-- Material for this exercise follows --

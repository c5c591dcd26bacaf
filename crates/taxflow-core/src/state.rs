use indexmap::IndexMap;
use serde::{Deserialize, Serialize};
use serde_json::{Map, Value};

use crate::outcome::Outcome;
use crate::record::Record;
use crate::types::{Message, StepId};

/// The value threaded through every step of a single run.
///
/// A state is owned by exactly one run. Steps take it by value and hand it
/// back, so no two runs ever observe the same state.
#[derive(Debug, Clone, Default, PartialEq, Serialize, Deserialize)]
pub struct WorkflowState {
    /// Read-mostly input data (rates, tolerances, defaults).
    pub context: Record,
    /// The record under validation.
    pub subject: Record,
    /// Latest result per step, in first-recorded order.
    pub outcomes: IndexMap<StepId, Outcome>,
    /// One entry per step invocation, repeats included.
    pub trail: Vec<StepId>,
    pub last_passed: bool,
    pub last_failed_step: Option<StepId>,
    pub confidence: f64,
    pub messages: Vec<Message>,
    /// Additional fields written by steps (e.g. `pos_region`).
    #[serde(default)]
    pub vars: Map<String, Value>,
}

impl WorkflowState {
    pub fn new(subject: Record, context: Record) -> Self {
        Self {
            context,
            subject,
            ..Self::default()
        }
    }

    /// Record a step result: store the outcome, derive `last_passed`, and
    /// append the step to the trail.
    ///
    /// `last_failed_step` is left alone; only a pass/fail router classifies
    /// a step as the failure point.
    pub fn record_outcome(&mut self, id: impl Into<StepId>, outcome: impl Into<Outcome>) {
        let id = id.into();
        let outcome = outcome.into();
        self.last_passed = outcome.passed();
        self.outcomes.insert(id.clone(), outcome);
        self.trail.push(id);
    }

    /// By-value form of [`record_outcome`](Self::record_outcome) for steps
    /// written as `state -> state` pipelines.
    pub fn with_outcome(mut self, id: impl Into<StepId>, outcome: impl Into<Outcome>) -> Self {
        self.record_outcome(id, outcome);
        self
    }

    pub fn outcome(&self, id: &str) -> Option<&Outcome> {
        self.outcomes.get(id)
    }

    /// The step that ran most recently.
    pub fn last_step(&self) -> Option<&StepId> {
        self.trail.last()
    }

    /// How many times `id` has been invoked in this run.
    pub fn visits(&self, id: &str) -> usize {
        self.trail.iter().filter(|s| s.as_str() == id).count()
    }

    pub fn push_message(&mut self, message: Message) {
        self.messages.push(message);
    }

    pub fn var_str(&self, key: &str) -> Option<&str> {
        self.vars.get(key).and_then(|v| v.as_str())
    }

    pub fn set_var(&mut self, key: impl Into<String>, value: Value) {
        self.vars.insert(key.into(), value);
    }

    pub fn trail_strings(&self) -> Vec<String> {
        self.trail.iter().map(|s| s.to_string()).collect()
    }
}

-- Material for this exercise concluded --

All entries must be repeated verbatim.

repository c5c591dcd26bacaf
filename crates/taxflow-core/src/state.rs
use indexmap::IndexMap;
use serde::{Deserialize, Serialize};
use serde_json::{Map, Value};

use crate::outcome::Outcome;
use crate::record::Record;
use crate::types::{Message, StepId};

/// The value threaded through every step of a single run.
///
/// A state is owned by exactly one run. Steps take it by value and hand it
/// back, so no two runs ever observe the same state.
#[derive(Debug, Clone, Default, PartialEq, Serialize, Deserialize)]
pub struct WorkflowState {
    /// Read-mostly input data (rates, tolerances, defaults).
    pub context: Record,
    /// The record under validation.
    pub subject: Record,
    /// Latest result per step, in first-recorded order.
    pub outcomes: IndexMap<StepId, Outcome>,
    /// One entry per step invocation, repeats included.
    pub trail: Vec<StepId>,
    pub last_passed: bool,
    pub last_failed_step: Option<StepId>,
    pub confidence: f64,
    pub messages: Vec<Message>,
    /// Additional fields written by steps (e.g. `pos_region`).
    #[serde(default)]
    pub vars: Map<String, Value>,
}

impl WorkflowState {
    pub fn new(subject: Record, context: Record) -> Self {
        Self {
            context,
            subject,
            ..Self::default()
        }
    }

    /// Record a step result: store the outcome, derive `last_passed`, and
    /// append the step to the trail.
    ///
    /// `last_failed_step` is left alone; only a pass/fail router classifies
    /// a step as the failure point.
    pub fn record_outcome(&mut self, id: impl Into<StepId>, outcome: impl Into<Outcome>) {
        let id = id.into();
        let outcome = outcome.into();
        self.last_passed = outcome.passed();
        self.outcomes.insert(id.clone(), outcome);
        self.trail.push(id);
    }

    /// By-value form of [`record_outcome`](Self::record_outcome) for steps
    /// written as `state -> state` pipelines.
    pub fn with_outcome(mut self, id: impl Into<StepId>, outcome: impl Into<Outcome>) -> Self {
        self.record_outcome(id, outcome);
        self
    }

    pub fn outcome(&self, id: &str) -> Option<&Outcome> {
        self.outcomes.get(id)
    }

    /// The step that ran most recently.
    pub fn last_step(&self) -> Option<&StepId> {
        self.trail.last()
    }

    /// How many times `id` has been invoked in this run.
    pub fn visits(&self, id: &str) -> usize {
        self.trail.iter().filter(|s| s.as_str() == id).count()
    }

    pub fn push_message(&mut self, message: Message) {
        self.messages.push(message);
    }

    pub fn var_str(&self, key: &str) -> Option<&str> {
        self.vars.get(key).and_then(|v| v.as_str())
    }

    pub fn set_var(&mut self, key: impl Into<String>, value: Value) {
        self.vars.insert(key.into(), value);
    }

    pub fn trail_strings(&self) -> Vec<String> {
        self.trail.iter().map(|s| s.to_string()).collect()
    }
}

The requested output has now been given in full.